Securing your WFH workforce

The sudden need to WFH

 

In sudden and urgent situations, having your workforce work from home requires strong policies to ensure employees are equipped and capable of doing their work as well as possible.

 

To maintain workflow and output, here are the top three fundamental elements:

 

  • Your workforce should always be able to access the necessary information they need to do their work completely.

 

  • Your data has to be secure while in transit and/or at rest while people interact with it. Maintaining confidence that this is possible delivers trust.

 

  • Maintain open communications with your workforce and be informative throughout the entire process.

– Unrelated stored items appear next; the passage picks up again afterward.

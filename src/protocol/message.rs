use crate::protocol::error::{ProtocolError, Result};
use std::fmt;
use tracing::debug;

/// Size of the fixed packet header in bytes.
///
/// Layout (big-endian, no padding):
///
/// | offset | width | field            |
/// |--------|-------|------------------|
/// | 0      | 8     | sequence number  |
/// | 8      | 8     | client send ts   |
/// | 16     | 8     | server recv ts   |
/// | 24     | 8     | server send ts   |
/// | 32     | 8     | client recv ts   |
/// | 40     | 4     | declared size    |
pub const HEADER_SIZE: usize = 44;

/// Smallest measurement packet the client will send
pub const MIN_PACKET_SIZE: usize = 64;

/// Largest packet either side will accept
pub const MAX_PACKET_SIZE: usize = 8192;

/// Number of sequence numbers reserved for clock-sync probes at the top of the u64 range
pub const SYNC_SEQUENCE_SPAN: u64 = 21;

/// First sequence number of the reserved sync range
pub const SYNC_SEQUENCE_START: u64 = u64::MAX - (SYNC_SEQUENCE_SPAN - 1);

const SEQUENCE_OFFSET: usize = 0;
const CLIENT_SEND_OFFSET: usize = 8;
const SERVER_RECV_OFFSET: usize = 16;
const SERVER_SEND_OFFSET: usize = 24;
const CLIENT_RECV_OFFSET: usize = 32;
const DECLARED_SIZE_OFFSET: usize = 40;

#[derive(Debug, Clone, Copy, PartialEq, Eq, PartialOrd, Ord, Hash)]
pub struct SequenceNumber(pub u64);

impl SequenceNumber {
    /// Sequence number used by clock-sync round `round`.
    pub fn sync_probe(round: usize) -> Self {
        Self(u64::MAX - (round as u64 % SYNC_SEQUENCE_SPAN))
    }

    pub fn is_sync(self) -> bool {
        self.0 >= SYNC_SEQUENCE_START
    }
}

impl fmt::Display for SequenceNumber {
    fn fmt(&self, f: &mut fmt::Formatter<'_>) -> fmt::Result {
        write!(f, "{}", self.0)
    }
}

/// The fixed header, decoded without touching the payload.
///
/// TCP receivers parse this first to learn how many more bytes belong to the packet.
#[derive(Debug, Clone, Copy, PartialEq, Eq)]
pub struct PacketHeader {
    pub sequence: SequenceNumber,
    pub client_send_ts: u64,
    pub server_recv_ts: u64,
    pub server_send_ts: u64,
    pub client_recv_ts: u64,
    pub declared_size: u32,
}

impl PacketHeader {
    /// Parse and bounds-check the header at the start of `bytes`.
    ///
    /// Only the first `HEADER_SIZE` bytes are read; the caller is responsible for
    /// comparing `declared_len()` against what it actually has.
    pub fn parse(bytes: &[u8]) -> Result<Self> {
        if bytes.len() < HEADER_SIZE {
            return Err(ProtocolError::Truncated {
                expected: HEADER_SIZE,
                actual: bytes.len(),
            });
        }

        let header = Self {
            sequence: SequenceNumber(read_u64(bytes, SEQUENCE_OFFSET)),
            client_send_ts: read_u64(bytes, CLIENT_SEND_OFFSET),
            server_recv_ts: read_u64(bytes, SERVER_RECV_OFFSET),
            server_send_ts: read_u64(bytes, SERVER_SEND_OFFSET),
            client_recv_ts: read_u64(bytes, CLIENT_RECV_OFFSET),
            declared_size: read_u32(bytes, DECLARED_SIZE_OFFSET),
        };

        let declared = header.declared_len();
        // Sync probes never carry a payload.
        let max = if header.sequence.is_sync() {
            HEADER_SIZE
        } else {
            MAX_PACKET_SIZE
        };
        if !(HEADER_SIZE..=max).contains(&declared) {
            return Err(ProtocolError::InvalidDeclaredSize {
                declared,
                min: HEADER_SIZE,
                max,
            });
        }

        Ok(header)
    }

    pub fn declared_len(&self) -> usize {
        self.declared_size as usize
    }
}

#[derive(Debug, Clone, PartialEq, Eq)]
pub struct Packet {
    pub sequence: SequenceNumber,
    pub client_send_ts: u64,
    pub server_recv_ts: u64,
    pub server_send_ts: u64,
    pub client_recv_ts: u64,
    pub payload: Vec<u8>,
}

impl Packet {
    /// Create a measurement packet whose encoded length is `total_size` bytes.
    ///
    /// Sizes below the header are raised to a header-only packet.
    pub fn new(sequence: SequenceNumber, total_size: usize) -> Self {
        let mut payload = vec![0u8; total_size.saturating_sub(HEADER_SIZE)];
        fill_pattern(&mut payload);
        Self {
            sequence,
            client_send_ts: 0,
            server_recv_ts: 0,
            server_send_ts: 0,
            client_recv_ts: 0,
            payload,
        }
    }

    /// Create the header-only probe for clock-sync round `round`.
    pub fn sync_probe(round: usize, client_send_ts: u64) -> Self {
        Self {
            client_send_ts,
            ..Self::new(SequenceNumber::sync_probe(round), HEADER_SIZE)
        }
    }

    /// Total encoded length, header included.
    pub fn declared_size(&self) -> usize {
        HEADER_SIZE + self.payload.len()
    }

    /// Time the server spent between stamping receive and send, in microseconds.
    pub fn server_processing_us(&self) -> i64 {
        self.server_send_ts.wrapping_sub(self.server_recv_ts) as i64
    }

    pub fn encode(&self) -> Vec<u8> {
        let mut buf = Vec::with_capacity(self.declared_size());
        self.encode_into(&mut buf);
        buf
    }

    /// Append the encoded packet to `buf`.
    pub fn encode_into(&self, buf: &mut Vec<u8>) {
        buf.extend_from_slice(&self.sequence.0.to_be_bytes());
        buf.extend_from_slice(&self.client_send_ts.to_be_bytes());
        buf.extend_from_slice(&self.server_recv_ts.to_be_bytes());
        buf.extend_from_slice(&self.server_send_ts.to_be_bytes());
        buf.extend_from_slice(&self.client_recv_ts.to_be_bytes());
        buf.extend_from_slice(&(self.declared_size() as u32).to_be_bytes());
        buf.extend_from_slice(&self.payload);
    }

    /// Decode a complete packet and validate its payload pattern.
    pub fn decode(bytes: &[u8]) -> Result<Self> {
        let header = PacketHeader::parse(bytes)?;
        let declared = header.declared_len();

        if bytes.len() != declared {
            debug!(
                declared = declared,
                actual = bytes.len(),
                "Packet size mismatch"
            );
            return Err(ProtocolError::SizeMismatch {
                declared,
                actual: bytes.len(),
            });
        }

        let payload = &bytes[HEADER_SIZE..declared];
        if let Some(offset) = find_pattern_mismatch(payload) {
            return Err(ProtocolError::CorruptPacket {
                sequence: header.sequence.0,
                offset,
            });
        }

        Ok(Packet {
            sequence: header.sequence,
            client_send_ts: header.client_send_ts,
            server_recv_ts: header.server_recv_ts,
            server_send_ts: header.server_send_ts,
            client_recv_ts: header.client_recv_ts,
            payload: payload.to_vec(),
        })
    }
}

/// Overwrite the server timestamps of an encoded packet in place.
pub fn stamp_server_timestamps(frame: &mut [u8], recv_ts: u64, send_ts: u64) -> Result<()> {
    if frame.len() < HEADER_SIZE {
        return Err(ProtocolError::Truncated {
            expected: HEADER_SIZE,
            actual: frame.len(),
        });
    }
    frame[SERVER_RECV_OFFSET..SERVER_RECV_OFFSET + 8].copy_from_slice(&recv_ts.to_be_bytes());
    frame[SERVER_SEND_OFFSET..SERVER_SEND_OFFSET + 8].copy_from_slice(&send_ts.to_be_bytes());
    Ok(())
}

/// Fill `payload` with the repeating `i mod 256` pattern.
pub fn fill_pattern(payload: &mut [u8]) {
    for (i, byte) in payload.iter_mut().enumerate() {
        *byte = (i % 256) as u8;
    }
}

/// Offset of the first byte that breaks the payload pattern, if any.
pub fn find_pattern_mismatch(payload: &[u8]) -> Option<usize> {
    payload
        .iter()
        .enumerate()
        .position(|(i, &byte)| byte != (i % 256) as u8)
}

fn read_u64(bytes: &[u8], offset: usize) -> u64 {
    let mut buf = [0u8; 8];
    buf.copy_from_slice(&bytes[offset..offset + 8]);
    u64::from_be_bytes(buf)
}

fn read_u32(bytes: &[u8], offset: usize) -> u32 {
    let mut buf = [0u8; 4];
    buf.copy_from_slice(&bytes[offset..offset + 4]);
    u32::from_be_bytes(buf)
}


#[cfg(test)]
mod proptests {
    use super::*;
    use proptest::prelude::*;

    proptest! {
        #[test]
        fn test_packet_encode_decode_roundtrip(
            seq in 0u64..SYNC_SEQUENCE_START,
            size in HEADER_SIZE..=MAX_PACKET_SIZE,
            ts in any::<[u64; 4]>(),
        ) {
            let mut original = Packet::new(SequenceNumber(seq), size);
            original.client_send_ts = ts[0];
            original.server_recv_ts = ts[1];
            original.server_send_ts = ts[2];
            original.client_recv_ts = ts[3];

            let encoded = original.encode();
            prop_assert_eq!(encoded.len(), size);
            let decoded = Packet::decode(&encoded).unwrap();
            prop_assert_eq!(original, decoded);
        }

        #[test]
        fn test_any_single_byte_flip_in_payload_is_caught(
            size in (HEADER_SIZE + 1)..=1024usize,
            pick in any::<prop::sample::Index>(),
        ) {
            let mut encoded = Packet::new(SequenceNumber(1), size).encode();
            let offset = pick.index(size - HEADER_SIZE);
            encoded[HEADER_SIZE + offset] = encoded[HEADER_SIZE + offset].wrapping_add(1);
            let is_corrupt = matches!(
                Packet::decode(&encoded),
                Err(ProtocolError::CorruptPacket { offset: o, .. }) if o == offset
            );
            prop_assert!(is_corrupt);
        }
    }
}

Can I trust my data is secure?

 

While you can equip your workforce with as many tools as possible, their means of reaching you will always be via hardware and software. Distributing hardware solely owned by your organization can be expensive and hard to manage.

 

It’s expected your workforce will return to their old habits and systems and work with what they know best at home. Who is to say their devices are fully updated, patched or even scanned for viruses and or malware?

 

It can be troubling to trust your employees to be on top of things and to entrust them with your data on their machines.

 

How to secure without being intrusive

 

There are a few ways to help your people do what they need to do without enforcing overbearing security and losing productivity along the way.

 

VPN

 

One of the easiest ways to manage your data is by letting the user access it via a VPN. These virtual networks into your company and company data allow for enclosed access and security.

 

Pros:

  • VPN’s can secure your data during the session.
  • VPN’s are affordable
  • VPN’s work cross-platform and OS

 

Cons:

  • VPN’s can significantly slow down the connection speed
  • Hard to push only (and all) company data through it
  • Configuring and upkeeping VPN can be quite difficult

 

A VPN can deliver only so much. While all traffic might be secure within the connection, once this connection is turned off, your data security is at risk. If cloud applications are used,  VPN’s can become unusable.

 

Identity and Access Management (IAM)

 

By using Identity and Access Management (IAM) you can secure access to your tools by delivering more enterprise methods and secondary factors.

 

Pros:

  • Access can be centrally managed
  • Modern authentication methods can be enforced combined with Multifactor solutions
  • Easier to manage your joiner/mover/leaver workforce

 

Cons:

  • It only manages access, not your data
  • Application SSO is secure, other methods are still vulnerable
  • Not all applications are integrable, some need additional development

 

Mobile Device Management (MDM)

 

The overall role of MDM is to increase device supportability, security, and corporate functionality while maintaining some user flexibility.

 

Pros:

  • Full control over devices, applications, and usage
  • Easy to manage device lifecycle and policies
  • Users have limited or no control over the device

 

Cons:

  • MDM’s can be quite costly and hard to roll out
  • BYOD environments are hard to manage with MDM
  • Some MDM’s do not support all OS’s

 

Cloud Access Security Brokers (CASB’s)

 

CASB’s can come in different shapes and sizes, but deliver common goals; warning your organization’s security about potentially dangerous actions, enforcing security policy compliance, and automatically preventing malware.

 

Pros:

  • More control over data in transit
  • Able to secure across (un)managed devices with or without agents
  • Delivers deep context-aware policy methods for your data

 

Cons:

  • Can be hard to implement (quickly)
  • CASB’s can act as a single point of failure
  • It is not a full MDM system

 

Teaching correct methods

 

Working online with provided apps

 

Ensure all employees know which online tools are to be used for communication and teamwork. If you have a collaboration suite, give access to it. Over-communicate on every platform, and if possible centralize messaging for important information. Not being clear will lead to users finding their own solutions, which in turn becomes part of your shadow IT.

 

Use logged in browsers (Chrome)

 

Where possible, use browsers with an element of control. Chrome can be managed from the basic G Suite license. With this, you can secure some data, block out extensions reading passwords (or other data that is created), and deliver some automation within the browser. Chrome policies in G Suite can also enforce that only the latest versions of the browser are being used.

 

Set policies

 

It takes smart people to set good policies. Make sure your workforce is aware of your guidelines with regards to how to WFH, use applications, devices, and manage security.

 

Deliver “Security Awareness training” to teach and widen your workforce’s understanding of security requirements and possible threats.

 

Always communicate and support

 

Transforming your workforce requires strength and perseverance from your team and all levels of the organization. Being accessible and transparent is key in delivering the best possible solution for any type of organization.